Porto Alegre a atteint son but d’être un contrepoids à Davos. La combinaison des festivités, discussions animées et de la solidarité militante qui en découlait faisait contraste avec les images négatives en provenance de Davos. La ville suisse a été le centre de la plus grande opération de sécurité dans ce pays depuis la Seconde guerre mondiale. La police suisse s’est mise en quatre pour empêcher les manifestants d’atteindre la station alpine, et a tiré au canon à eau et aux gaz lacrymogènes sur les manifestants à Zurich en arrêtant bon nombre d’entre eux. Même les journaux conservateurs suisses sont condamné les opérations de police comme une menace contre les libertés politiques en Suisse.


Le résultat du duel entre Porto Alegre et Davos a été peut-être le mieux résumé par George Soros: «Les précautions excessives ont été une victoire pour ceux qui voulaient perturber Davos. C’était une réaction disproportionnée. Cela a favorisé la radicalisation de la situation».

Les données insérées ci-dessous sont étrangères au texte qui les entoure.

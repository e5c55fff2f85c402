//! Resource abstraction layer
//!
//! # Architecture
//!
//! - [`registry`] - Resource kinds and their listing endpoints
//! - [`model`] - Typed resources decoded from listing pages
//! - [`fetcher`] - Fetches complete listings with pagination support
//!
//! # Example
//!
//! ```ignore
//! use hcfleet::resource::{fetch_resources, Server};
//!
//! async fn list_servers(client: &HcloudClient) -> hcfleet::Result<Vec<Server>> {
//!     fetch_resources::<Server>(client, 50).await
//! }
//! ```

pub mod fetcher;
pub mod model;
pub mod registry;

pub use fetcher::{fetch_all_raw, fetch_inventory, fetch_page, fetch_resources, PaginatedResult, MAX_PAGE_SIZE};
pub use model::*;
pub use registry::{ListEndpoint, ResourceKind};
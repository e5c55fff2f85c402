//! Hetzner Cloud API interaction module
//!
//! # Module Structure
//!
//! - [`client`] - Client bound to an endpoint and a bearer token
//! - [`http`] - HTTP utilities for REST API calls
//!
//! # Example
//!
//! ```ignore
//! use hcfleet::hcloud::client::{HcloudClient, DEFAULT_API_URL};
//!
//! async fn example(token: &str) -> anyhow::Result<()> {
//!     let client = HcloudClient::new(DEFAULT_API_URL, token)?;
//!     let pricing = client.get_json("pricing", &[]).await?;
//!     Ok(())
//! }
//! ```

pub mod client;
pub mod http;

A propos de sa performance lors du débat télévisé avec Porto Alegre, Soros a commenté: «Cela a montré qu’il est difficile de dialoguer. Je n’aime pas particulièrement être insulté. Mon masochisme a des limites». Le Financial Times a observé:


«Des expériences pénibles de ce type semblent avoir temporairement brouillé sa capacité à produire des phrases choc».
Mais Soros n’était pas le seul à rater ses répliques. Peu après ma déclaration introductive, Bernard Cassen, du Monde Diplomatique, s’est penché vers moi pour me dire: «Walden, ce n’est pas Hemingway qui a dit que les riches sont différents de vous et moi. C’est Scott Fitzgerald.»


*Directeur exécutif de l’organisation Focus on the Global South (Centre d’intérêt sur le sud global) basée à Bangkok et est professeur de sociologie et d’administration publique à l’Université des Philippines.
Traduction Réd.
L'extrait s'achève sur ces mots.